Issue #5
March 7, 2005
COORDINATION OF BENEFITS II: PLANNING FOR MEDICAL CARE AFTER A WORKER’S COMPENSATION OR THIRD PARTY LIABILITY SETTLEMENT
By John J. Campbell, Esq., CELA, MSCC
INTRODUCTION
It is not unusual for a plaintiff or claimant
in a worker's compensation (WC) or third party liability (TPL) settlement to
have access to more than one source for payment of injury related
medical expenses. For example, the claimant or plaintiff may be covered under
WC, no-fault insurance or Medicare and also have access to coverage under a
spouse's group health plan (GHP); or to continued coverage by the claimant's
or plaintiff's own GHP.
COBRA
Congress
passed COBRA in 1985, amending the Employee Retirement Income Security Act of
1974 (“ERISA”). The main purpose of COBRA was to provide extended health care
in instances where it would otherwise be lost due to an event terminating eligibility of an employee or an employee’s family for GHP coverage.
The COBRA extension period most often applicable is the 18 month
period provided for qualifying events due to termination of employment or
loss of employment hours.[3]
When the qualifying event is due to the death of the employee, divorce or
legal separation, or the end of a child’s dependency, the COBRA extension
period available to the employee’s spouse or child is 36 months.[4]
Further, the usual 18 month COBRA period for loss of employment or loss of
employment hours can be extended in certain circumstances.
If another qualifying event occurs within 18 months of termination
of employment or a loss of employment hours, the COBRA extension period is
doubled to 36 months. This period begins on the date of the initial
termination or loss of hours.[5]
An 18 month COBRA extension following loss of employment or
employment hours can also be extended to 29 months, provided the qualified
employee is determined to have become disabled under the Social Security Act
within 60 days from the inception of a COBRA extension period, and the
employer receives notice of the disability determination before the
expiration of the initial 18 month extension period.[6]
During the 30th month after disability, the employee will become eligible for
Medicare if the disability determination resulted in his or her eligibility
for Social Security Disability Insurance (SSDI).

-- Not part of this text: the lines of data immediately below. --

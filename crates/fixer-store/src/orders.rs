//! Order, contract, and NPC roster stores.
//!
//! Every store trait assumes per-entity atomic compare-and-set where
//! mutation is possible: `update` takes the version the caller read, and a
//! moved version surfaces as a transient failure the caller may retry.

use std::collections::HashMap;
use std::sync::Arc;

use async_trait::async_trait;
use chrono::{DateTime, Utc};
use fixer_core::{FixerError, NpcContract, NpcProfile, Order, OrderStatus, Result, Role};
use tokio::sync::RwLock;
use tracing::warn;
use uuid::Uuid;

/// Trait for order persistence.
#[async_trait]
pub trait OrderStore: Send + Sync {
    /// Insert a new order. The id must be unused.
    async fn insert(&self, order: Order) -> Result<()>;

    /// Get an order by id.
    async fn get(&self, id: Uuid) -> Result<Option<Order>>;

    /// Compare-and-set update. `expected_version` is the version the caller
    /// read; the stored copy comes back with the version bumped.
    async fn update(&self, order: Order, expected_version: u64) -> Result<Order>;

    /// All orders currently in `status`.
    async fn list_by_status(&self, status: OrderStatus) -> Result<Vec<Order>>;

    /// Full order history of an actor in one role.
    ///
    /// Executor history covers orders the actor executed directly and
    /// orders it worked as a hired NPC proxy, so NPCs accrue a rateable
    /// history like any other actor.
    async fn history_for(&self, actor_id: Uuid, role: Role) -> Result<Vec<Order>>;
}

/// In-memory implementation of OrderStore.
pub struct InMemoryOrderStore {
    orders: Arc<RwLock<HashMap<Uuid, Order>>>,
}

impl InMemoryOrderStore {
    /// Create a new in-memory order store.
    pub fn new() -> Self {
        Self {
            orders: Arc::new(RwLock::new(HashMap::new())),
        }
    }
}

impl Default for InMemoryOrderStore {
    fn default() -> Self {
        Self::new()
    }
}

#[async_trait]
impl OrderStore for InMemoryOrderStore {
    async fn insert(&self, order: Order) -> Result<()> {
        let mut orders = self.orders.write().await;
        if orders.contains_key(&order.id) {
            return Err(FixerError::Internal(format!(
                "order {} already exists",
                order.id
            )));
        }
        orders.insert(order.id, order);
        Ok(())
    }

    async fn get(&self, id: Uuid) -> Result<Option<Order>> {
        let orders = self.orders.read().await;
        Ok(orders.get(&id).cloned())
    }

    async fn update(&self, mut order: Order, expected_version: u64) -> Result<Order> {
        let mut orders = self.orders.write().await;

        let current = orders.get(&order.id).ok_or_else(|| FixerError::NotFound {
            resource: "order".to_string(),
            id: order.id.to_string(),
        })?;

        if current.version != expected_version {
            warn!(
                "order {} version conflict: expected {}, found {}",
                order.id, expected_version, current.version
            );
            return Err(FixerError::TransientFailure {
                message: format!(
                    "order {} version conflict: expected {}, found {}",
                    order.id, expected_version, current.version
                ),
            });
        }

        order.version = expected_version + 1;
        orders.insert(order.id, order.clone());
        Ok(order)
    }

    async fn list_by_status(&self, status: OrderStatus) -> Result<Vec<Order>> {
        let orders = self.orders.read().await;
        Ok(orders
            .values()
            .filter(|o| o.status == status)
            .cloned()
            .collect())
    }

    async fn history_for(&self, actor_id: Uuid, role: Role) -> Result<Vec<Order>> {
        let orders = self.orders.read().await;
        let matches = orders.values().filter(|o| match role {
            Role::Executor => {
                o.executor_id == Some(actor_id) || o.hired_npc_id == Some(actor_id)
            }
            Role::Client => o.client_id == actor_id,
        });
        Ok(matches.cloned().collect())
    }
}

/// Trait for NPC contract persistence.
#[async_trait]
pub trait ContractStore: Send + Sync {
    /// Insert a new contract.
    async fn insert(&self, contract: NpcContract) -> Result<()>;

    /// Get a contract by id.
    async fn get(&self, id: Uuid) -> Result<Option<NpcContract>>;

    /// The contract currently binding an NPC, if any. Expired or released
    /// contracts are filtered out here, which is what makes lazy expiry
    /// safe: nothing ever has to sweep them.
    async fn active_for_npc(&self, npc_id: Uuid, now: DateTime<Utc>) -> Result<Option<NpcContract>>;

    /// The active contract bound to an order, if any.
    async fn active_for_order(&self, order_id: Uuid, now: DateTime<Utc>)
        -> Result<Option<NpcContract>>;

    /// Release a contract. Releasing an already-released contract is a
    /// no-op, not an error.
    async fn release(&self, contract_id: Uuid, at: DateTime<Utc>) -> Result<()>;
}

/// In-memory implementation of ContractStore.
pub struct InMemoryContractStore {
    contracts: Arc<RwLock<HashMap<Uuid, NpcContract>>>,
}

impl InMemoryContractStore {
    /// Create a new in-memory contract store.
    pub fn new() -> Self {
        Self {
            contracts: Arc::new(RwLock::new(HashMap::new())),
        }
    }
}

impl Default for InMemoryContractStore {
    fn default() -> Self {
        Self::new()
    }
}

#[async_trait]
impl ContractStore for InMemoryContractStore {
    async fn insert(&self, contract: NpcContract) -> Result<()> {
        let mut contracts = self.contracts.write().await;
        if contracts.contains_key(&contract.id) {
            return Err(FixerError::Internal(format!(
                "contract {} already exists",
                contract.id
            )));
        }
        contracts.insert(contract.id, contract);
        Ok(())
    }

    async fn get(&self, id: Uuid) -> Result<Option<NpcContract>> {
        let contracts = self.contracts.read().await;
        Ok(contracts.get(&id).cloned())
    }

    async fn active_for_npc(
        &self,
        npc_id: Uuid,
        now: DateTime<Utc>,
    ) -> Result<Option<NpcContract>> {
        let contracts = self.contracts.read().await;
        Ok(contracts
            .values()
            .find(|c| c.npc_id == npc_id && c.is_active(now))
            .cloned())
    }

    async fn active_for_order(
        &self,
        order_id: Uuid,
        now: DateTime<Utc>,
    ) -> Result<Option<NpcContract>> {
        let contracts = self.contracts.read().await;
        Ok(contracts
            .values()
            .find(|c| c.order_id == order_id && c.is_active(now))
            .cloned())
    }

    async fn release(&self, contract_id: Uuid, at: DateTime<Utc>) -> Result<()> {
        let mut contracts = self.contracts.write().await;

        let contract = contracts
            .get_mut(&contract_id)
            .ok_or_else(|| FixerError::NotFound {
                resource: "contract".to_string(),
                id: contract_id.to_string(),
            })?;

        if contract.released_at.is_none() {
            contract.released_at = Some(at);
        }
        Ok(())
    }
}

/// Trait for the NPC roster.
#[async_trait]
pub trait NpcStore: Send + Sync {
    /// Add or replace an NPC profile.
    async fn upsert(&self, profile: NpcProfile) -> Result<()>;

    /// Get a profile by NPC id.
    async fn get(&self, npc_id: Uuid) -> Result<Option<NpcProfile>>;

    /// The full roster.
    async fn list(&self) -> Result<Vec<NpcProfile>>;

    /// Bump the NPC's lifetime job counters.
    async fn record_job(&self, npc_id: Uuid, completed: bool) -> Result<()>;
}

/// In-memory implementation of NpcStore.
pub struct InMemoryNpcStore {
    profiles: Arc<RwLock<HashMap<Uuid, NpcProfile>>>,
}

impl InMemoryNpcStore {
    /// Create a new in-memory NPC roster.
    pub fn new() -> Self {
        Self {
            profiles: Arc::new(RwLock::new(HashMap::new())),
        }
    }
}

impl Default for InMemoryNpcStore {
    fn default() -> Self {
        Self::new()
    }
}

#[async_trait]
impl NpcStore for InMemoryNpcStore {
    async fn upsert(&self, profile: NpcProfile) -> Result<()> {
        let mut profiles = self.profiles.write().await;
        profiles.insert(profile.npc_id, profile);
        Ok(())
    }

    async fn get(&self, npc_id: Uuid) -> Result<Option<NpcProfile>> {
        let profiles = self.profiles.read().await;
        Ok(profiles.get(&npc_id).cloned())
    }

    async fn list(&self) -> Result<Vec<NpcProfile>> {
        let profiles = self.profiles.read().await;
        Ok(profiles.values().cloned().collect())
    }

    async fn record_job(&self, npc_id: Uuid, completed: bool) -> Result<()> {
        let mut profiles = self.profiles.write().await;
        let profile = profiles
            .get_mut(&npc_id)
            .ok_or_else(|| FixerError::NotFound {
                resource: "npc".to_string(),
                id: npc_id.to_string(),
            })?;

        if completed {
            profile.jobs_completed += 1;
        } else {
            profile.jobs_failed += 1;
        }
        Ok(())
    }
}
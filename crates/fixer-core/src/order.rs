//! Order records and the publication state machine.
//!
//! An Order is the unit of brokered work: a client posts it, the engine
//! estimates and validates it, and another actor (or a hired NPC proxy)
//! executes it.

use chrono::{DateTime, Utc};
use serde::{Deserialize, Serialize};
use uuid::Uuid;

use crate::error::{FixerError, Result};
use crate::money::Eurodollars;
use crate::penalty::PenaltyReason;
use crate::types::{CompletionQuality, Difficulty, OrderKind};

/// Status of an order in the system.
#[derive(Debug, Clone, Copy, PartialEq, Eq, Hash, Serialize, Deserialize)]
#[serde(rename_all = "snake_case")]
pub enum OrderStatus {
    /// Order has been created and not yet submitted.
    Draft,
    /// Submitted; waiting for a cost estimate.
    PendingEstimate,
    /// Estimated; waiting for game-rule validation.
    PendingValidation,
    /// Validated and ready for the client to publish.
    ReadyToPublish,
    /// Visible on the market, open for acceptance.
    Published,
    /// An executor claimed the order; execution has not started.
    Accepted,
    /// Execution is in progress (directly or via NPC proxy).
    Executing,
    /// Execution finished successfully.
    Completed,
    /// Execution failed or timed out.
    Failed,
    /// Withdrawn before acceptance, or rejected at validation.
    Cancelled,
}

impl OrderStatus {
    /// Returns true if this is a terminal state.
    pub fn is_terminal(&self) -> bool {
        matches!(
            self,
            OrderStatus::Completed | OrderStatus::Failed | OrderStatus::Cancelled
        )
    }

    /// Returns true if the order is live on the market or being executed.
    pub fn is_active(&self) -> bool {
        matches!(
            self,
            OrderStatus::Published | OrderStatus::Accepted | OrderStatus::Executing
        )
    }

    /// Whether a transition from this status to `next` is legal.
    ///
    /// Transitions are monotonic: the only re-entrant edges lead to
    /// `Cancelled` (before acceptance) or `Failed` (after acceptance).
    pub fn can_transition_to(&self, next: OrderStatus) -> bool {
        use OrderStatus::*;
        match self {
            Draft => matches!(next, PendingEstimate | Cancelled),
            PendingEstimate => matches!(next, PendingValidation | Cancelled),
            PendingValidation => matches!(next, ReadyToPublish | Cancelled),
            ReadyToPublish => matches!(next, Published | Cancelled),
            Published => matches!(next, Accepted | Cancelled),
            Accepted => matches!(next, Executing | Failed),
            Executing => matches!(next, Completed | Failed),
            Completed | Failed | Cancelled => false,
        }
    }
}

/// A unit of work created by a client actor.
#[derive(Debug, Clone, Serialize, Deserialize)]
pub struct Order {
    /// Unique identifier, assigned at creation.
    pub id: Uuid,

    /// The actor who created and pays for the order.
    pub client_id: Uuid,

    /// The actor who accepted the order. None until accepted.
    pub executor_id: Option<Uuid>,

    /// The NPC executing by proxy, if any. Only set while `executor_id`
    /// names the hiring actor; direct execution leaves it None.
    pub hired_npc_id: Option<Uuid>,

    /// Category of work.
    pub kind: OrderKind,

    /// Short human-readable title.
    pub title: String,

    /// Longer description of the work.
    pub description: String,

    /// Minimum character level required of the executor.
    pub min_level: u32,

    /// Difficulty grade; drives cost estimation and completion bonuses.
    pub difficulty: Difficulty,

    /// Premium listing flag (extra visibility, surcharge, bigger bonus).
    pub premium: bool,

    /// Reward offered by the client.
    pub payment: Eurodollars,

    /// Estimated total cost to the client. None before estimation.
    pub cost_estimate: Option<Eurodollars>,

    /// Current lifecycle status.
    pub status: OrderStatus,

    /// Completion target used for punctuality scoring.
    pub deadline: Option<DateTime<Utc>>,

    /// Recorded outcome quality. Set on completion.
    pub quality: Option<CompletionQuality>,

    /// Why the order failed, when it did.
    pub failure_reason: Option<PenaltyReason>,

    /// Timestamps along the lifecycle.
    pub created_at: DateTime<Utc>,
    pub published_at: Option<DateTime<Utc>>,
    pub accepted_at: Option<DateTime<Utc>>,
    pub completed_at: Option<DateTime<Utc>>,

    /// Arbitrary metadata attached by the embedding service.
    #[serde(default)]
    pub metadata: serde_json::Value,

    /// Optimistic-concurrency token; bumped by every store write.
    pub version: u64,
}

impl Order {
    /// Create a fresh `Draft` order from a draft submission.
    pub fn new(client_id: Uuid, draft: OrderDraft) -> Self {
        let difficulty = draft
            .difficulty
            .unwrap_or_else(|| Difficulty::from_min_level(draft.min_level));

        Self {
            id: Uuid::new_v4(),
            client_id,
            executor_id: None,
            hired_npc_id: None,
            kind: draft.kind,
            title: draft.title,
            description: draft.description,
            min_level: draft.min_level,
            difficulty,
            premium: draft.premium,
            payment: draft.payment,
            cost_estimate: None,
            status: OrderStatus::Draft,
            deadline: draft.deadline,
            quality: None,
            failure_reason: None,
            created_at: Utc::now(),
            published_at: None,
            accepted_at: None,
            completed_at: None,
            metadata: draft.metadata,
            version: 0,
        }
    }

    /// Whether execution runs through a hired NPC proxy.
    pub fn is_via_npc(&self) -> bool {
        self.hired_npc_id.is_some()
    }

    /// Whether `actor_id` created this order.
    pub fn is_client(&self, actor_id: Uuid) -> bool {
        self.client_id == actor_id
    }

    /// Whether the order was completed at or before its deadline.
    ///
    /// None when the order is not completed or carries no deadline.
    pub fn completed_on_time(&self) -> Option<bool> {
        match (self.completed_at, self.deadline) {
            (Some(done), Some(due)) => Some(done <= due),
            _ => None,
        }
    }
}

/// Client-supplied input to order creation.
#[derive(Debug, Clone, Serialize, Deserialize)]
pub struct OrderDraft {
    pub kind: OrderKind,
    pub title: String,
    pub description: String,
    pub payment: Eurodollars,
    pub min_level: u32,
    pub premium: bool,
    pub deadline: Option<DateTime<Utc>>,
    /// Explicit difficulty override; derived from `min_level` when None.
    pub difficulty: Option<Difficulty>,
    #[serde(default)]
    pub metadata: serde_json::Value,
}

impl OrderDraft {
    /// Create a new OrderDraftBuilder.
    pub fn builder() -> OrderDraftBuilder {
        OrderDraftBuilder::new()
    }
}

/// Builder for creating order drafts with a fluent API.
///
/// The builder enforces only structural requirements (kind, title, and
/// payment must be present). Game-rule checks such as payment positivity
/// happen in the lifecycle validation step.
#[derive(Debug, Default)]
pub struct OrderDraftBuilder {
    kind: Option<OrderKind>,
    title: Option<String>,
    description: String,
    payment: Option<Eurodollars>,
    min_level: u32,
    premium: bool,
    deadline: Option<DateTime<Utc>>,
    difficulty: Option<Difficulty>,
    metadata: serde_json::Value,
}

impl OrderDraftBuilder {
    /// Create a new OrderDraftBuilder.
    pub fn new() -> Self {
        Self::default()
    }

    /// Set the category of work.
    pub fn kind(mut self, kind: OrderKind) -> Self {
        self.kind = Some(kind);
        self
    }

    /// Set the title.
    pub fn title(mut self, title: impl Into<String>) -> Self {
        self.title = Some(title.into());
        self
    }

    /// Set the description.
    pub fn description(mut self, description: impl Into<String>) -> Self {
        self.description = description.into();
        self
    }

    /// Set the offered payment.
    pub fn payment(mut self, payment: Eurodollars) -> Self {
        self.payment = Some(payment);
        self
    }

    /// Set the minimum executor level.
    pub fn min_level(mut self, min_level: u32) -> Self {
        self.min_level = min_level;
        self
    }

    /// Mark the listing as premium.
    pub fn premium(mut self, premium: bool) -> Self {
        self.premium = premium;
        self
    }

    /// Set the completion deadline.
    pub fn deadline(mut self, deadline: DateTime<Utc>) -> Self {
        self.deadline = Some(deadline);
        self
    }

    /// Override the derived difficulty.
    pub fn difficulty(mut self, difficulty: Difficulty) -> Self {
        self.difficulty = Some(difficulty);
        self
    }

    /// Attach metadata.
    pub fn metadata(mut self, metadata: serde_json::Value) -> Self {
        self.metadata = metadata;
        self
    }

    /// Build the OrderDraft.
    pub fn build(self) -> Result<OrderDraft> {
        let kind = self.kind.ok_or_else(|| FixerError::ValidationFailed {
            order_id: None,
            message: "order kind is required".to_string(),
        })?;

        let title = self.title.ok_or_else(|| FixerError::ValidationFailed {
            order_id: None,
            message: "order title is required".to_string(),
        })?;

        let payment = self.payment.ok_or_else(|| FixerError::ValidationFailed {
            order_id: None,
            message: "order payment is required".to_string(),
        })?;

        Ok(OrderDraft {
            kind,
            title,
            description: self.description,
            payment,
            min_level: self.min_level,
            premium: self.premium,
            deadline: self.deadline,
            difficulty: self.difficulty,
            metadata: self.metadata,
        })
    }
}
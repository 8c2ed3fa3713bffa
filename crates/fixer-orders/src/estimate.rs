//! Cost estimation for order publication.

use fixer_core::{Eurodollars, Order};
use serde::{Deserialize, Serialize};

/// Configuration for cost estimation.
#[derive(Debug, Clone, Serialize, Deserialize)]
pub struct EstimatorConfig {
    /// Flat surcharge added to premium listings.
    pub premium_surcharge: Eurodollars,
}

impl Default for EstimatorConfig {
    fn default() -> Self {
        Self {
            premium_surcharge: Eurodollars::new(10),
        }
    }
}

/// Computes the escrowed cost a client pays to publish an order.
///
/// The estimate is the offered payment scaled by the difficulty's risk
/// multiplier, plus the premium surcharge for premium listings.
pub struct CostEstimator {
    config: EstimatorConfig,
}

impl CostEstimator {
    /// Create an estimator with default configuration.
    pub fn new() -> Self {
        Self {
            config: EstimatorConfig::default(),
        }
    }

    /// Create an estimator with custom configuration.
    pub fn with_config(config: EstimatorConfig) -> Self {
        Self { config }
    }

    /// Estimate the client's total cost for an order.
    pub fn estimate(&self, order: &Order) -> Eurodollars {
        let base = order.payment.scaled(order.difficulty.risk_multiplier());
        if order.premium {
            base + self.config.premium_surcharge
        } else {
            base
        }
    }
}

impl Default for CostEstimator {
    fn default() -> Self {
        Self::new()
    }
}
//! # Fixer Core
//!
//! Core domain types for the Fixer order-brokering engine.
//!
//! This crate provides the fundamental building blocks:
//! - [`Order`] - A unit of brokered work and its publication state machine
//! - [`NpcContract`] / [`NpcProfile`] - Proxy execution records
//! - [`OrderPenalty`] - Immutable failure records
//! - [`RatingMetrics`] / [`ReputationFormula`] - Scoring primitives
//! - [`ResonanceIndex`] - The multi-dimensional trust index
//! - [`FixerError`] - Engine error taxonomy

pub mod contract;
pub mod error;
pub mod event;
pub mod money;
pub mod order;
pub mod penalty;
pub mod reputation;
pub mod resonance;
pub mod types;

// Re-exports for convenience
pub use contract::{NpcContract, NpcProfile, DEFAULT_NPC_EFFICIENCY};
pub use error::{FixerError, Result};
pub use event::OrderEvent;
pub use money::Eurodollars;
pub use order::{Order, OrderDraft, OrderDraftBuilder, OrderStatus};
pub use penalty::{OrderPenalty, PenaltyReason};
pub use reputation::{RatingMetrics, ReputationFormula, ReputationTier, TierLadder};
pub use resonance::{
    ResonanceDimension, ResonanceIndex, ResonanceSubject, ResonanceWeights, WEIGHT_EPSILON,
};
pub use types::{CompletionQuality, Difficulty, OrderKind, Role};

/// Prelude module for common imports
pub mod prelude {
    pub use crate::contract::{NpcContract, NpcProfile};
    pub use crate::error::{FixerError, Result};
    pub use crate::event::OrderEvent;
    pub use crate::money::Eurodollars;
    pub use crate::order::{Order, OrderDraft, OrderStatus};
    pub use crate::penalty::{OrderPenalty, PenaltyReason};
    pub use crate::reputation::{RatingMetrics, ReputationFormula, ReputationTier};
    pub use crate::resonance::{ResonanceDimension, ResonanceIndex, ResonanceSubject};
    pub use crate::types::{CompletionQuality, Difficulty, OrderKind, Role};
}
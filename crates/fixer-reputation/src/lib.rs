//! # Fixer Reputation
//!
//! Rating metric recomputation, pluggable scoring formulas, and penalty
//! assessment with windowed decay.

pub mod formula;
pub mod metrics;
pub mod penalty;

pub use formula::{FormulaFn, FormulaRegistry, GEOMETRIC_MEAN, THRESHOLD_GATE, WEIGHTED_SUM};
pub use metrics::{compute_metrics, ReputationConfig, ReputationEngine};
pub use penalty::{penalty_rate, PenaltyAssessor, PenaltyConfig};
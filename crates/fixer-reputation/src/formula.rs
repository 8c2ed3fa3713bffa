//! Named scoring formulas over rating metrics.
//!
//! Every formula is a pure function of the metrics and a parameters map, so
//! a stored `(formula, metrics)` pair can be replayed later to reproduce a
//! score exactly. Unknown formula names are a hard error rather than a
//! silent default, which keeps historical scores auditable.

use std::collections::HashMap;

use fixer_core::{FixerError, RatingMetrics, ReputationFormula, Result};

/// Registry key of the weighted-sum formula.
pub const WEIGHTED_SUM: &str = "weighted_sum";

/// Registry key of the geometric-mean formula.
pub const GEOMETRIC_MEAN: &str = "geometric_mean";

/// Registry key of the threshold-gate formula.
pub const THRESHOLD_GATE: &str = "threshold_gate";

/// A scoring function: pure in its inputs, no hidden state.
pub type FormulaFn = fn(&RatingMetrics, &HashMap<String, f64>) -> Result<f64>;

/// The four metric contributions every built-in formula scores over.
///
/// `penalty_rate` measures badness, so it enters inverted.
fn contributions(metrics: &RatingMetrics) -> [f64; 4] {
    [
        metrics.completion_rate,
        metrics.punctuality,
        1.0 - metrics.penalty_rate,
        metrics.avg_quality,
    ]
}

/// Weighted sum of the four contributions.
///
/// Weights come from `w_completion`, `w_punctuality`, `w_penalty`, and
/// `w_quality` (missing weights count as 0); the result is multiplied by
/// the optional `scale` parameter (default 1.0).
fn weighted_sum(metrics: &RatingMetrics, params: &HashMap<String, f64>) -> Result<f64> {
    let weights = [
        params.get("w_completion").copied().unwrap_or(0.0),
        params.get("w_punctuality").copied().unwrap_or(0.0),
        params.get("w_penalty").copied().unwrap_or(0.0),
        params.get("w_quality").copied().unwrap_or(0.0),
    ];
    let scale = params.get("scale").copied().unwrap_or(1.0);

    let score: f64 = contributions(metrics)
        .iter()
        .zip(weights.iter())
        .map(|(c, w)| c * w)
        .sum();

    Ok(score * scale)
}

/// Fourth root of the product of the four contributions.
///
/// Each contribution is floored at the `epsilon` parameter (default 1e-3)
/// so one zero metric dents the score instead of erasing it; the result is
/// multiplied by `scale`.
fn geometric_mean(metrics: &RatingMetrics, params: &HashMap<String, f64>) -> Result<f64> {
    let epsilon = params.get("epsilon").copied().unwrap_or(1e-3);
    let scale = params.get("scale").copied().unwrap_or(1.0);

    let product: f64 = contributions(metrics).iter().map(|c| c.max(epsilon)).product();

    Ok(product.powf(0.25) * scale)
}

/// Zero unless every metric clears its floor, then a weighted sum.
///
/// Floors come from `min_completion`, `min_punctuality`, `max_penalty`, and
/// `min_quality`; absent floors do not gate. Once through the gate the
/// score delegates to [`weighted_sum`] over the same parameters.
fn threshold_gate(metrics: &RatingMetrics, params: &HashMap<String, f64>) -> Result<f64> {
    let min_completion = params.get("min_completion").copied().unwrap_or(0.0);
    let min_punctuality = params.get("min_punctuality").copied().unwrap_or(0.0);
    let max_penalty = params.get("max_penalty").copied().unwrap_or(1.0);
    let min_quality = params.get("min_quality").copied().unwrap_or(0.0);

    let gated = metrics.completion_rate < min_completion
        || metrics.punctuality < min_punctuality
        || metrics.penalty_rate > max_penalty
        || metrics.avg_quality < min_quality;

    if gated {
        return Ok(0.0);
    }

    weighted_sum(metrics, params)
}

/// Registry of scoring formulas keyed by name.
///
/// Ships with the three built-ins pre-registered. Registering a name that
/// already exists replaces the entry, so startup registration stays
/// idempotent for embedding services.
pub struct FormulaRegistry {
    formulas: HashMap<String, FormulaFn>,
}

impl FormulaRegistry {
    /// Create a registry with the built-in formulas.
    pub fn new() -> Self {
        let mut registry = Self {
            formulas: HashMap::new(),
        };
        registry.register(WEIGHTED_SUM, weighted_sum);
        registry.register(GEOMETRIC_MEAN, geometric_mean);
        registry.register(THRESHOLD_GATE, threshold_gate);
        registry
    }

    /// Register a formula under a name, replacing any existing entry.
    pub fn register(&mut self, name: impl Into<String>, formula: FormulaFn) {
        self.formulas.insert(name.into(), formula);
    }

    /// Whether a formula name is registered.
    pub fn contains(&self, name: &str) -> bool {
        self.formulas.contains_key(name)
    }

    /// Evaluate a formula against metrics.
    pub fn evaluate(&self, formula: &ReputationFormula, metrics: &RatingMetrics) -> Result<f64> {
        let f = self
            .formulas
            .get(&formula.formula_type)
            .ok_or_else(|| FixerError::UnsupportedFormula {
                formula_type: formula.formula_type.clone(),
            })?;
        f(metrics, &formula.parameters)
    }
}

impl Default for FormulaRegistry {
    fn default() -> Self {
        Self::new()
    }
}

Following a COBRA election, once the employee or other qualified
beneficiary becomes eligible for Medicare, or obtains coverage under another
GHP with no applicable pre-existing condition exclusion, that person’s COBRA
extension period will end.[7]
However, if an employee or other qualified beneficiary is eligible for
Medicare or is covered under another GHP before a qualifying event
occurs, that person will be entitled to the full applicable COBRA extension
period, in spite of other coverage.[8]
Further, if the qualifying event is due to a loss of employment or loss of
hours and the qualifying event occurs within 18 months after an employee
becomes entitled to Medicare, the employee’s spouse and dependent children
will have an extended COBRA period of 36 months.[9]
In IRS Announcement 98-22, the IRS verified that a group health
plan is not permitted to cease making COBRA coverage available merely because
of other coverage (including Medicare) that began before the date of the
election for COBRA.[10]
However, other coverage, including Medicare, that began after the
COBRA election will permit COBRA to terminate coverage immediately.[11]
Three months later, in Geissal v. Moore Medical Corp.,[12]
the U.S. Supreme Court unanimously found that employers cannot deny COBRA
coverage to qualified beneficiaries who had other GHP coverage
before the date of their COBRA election.[13]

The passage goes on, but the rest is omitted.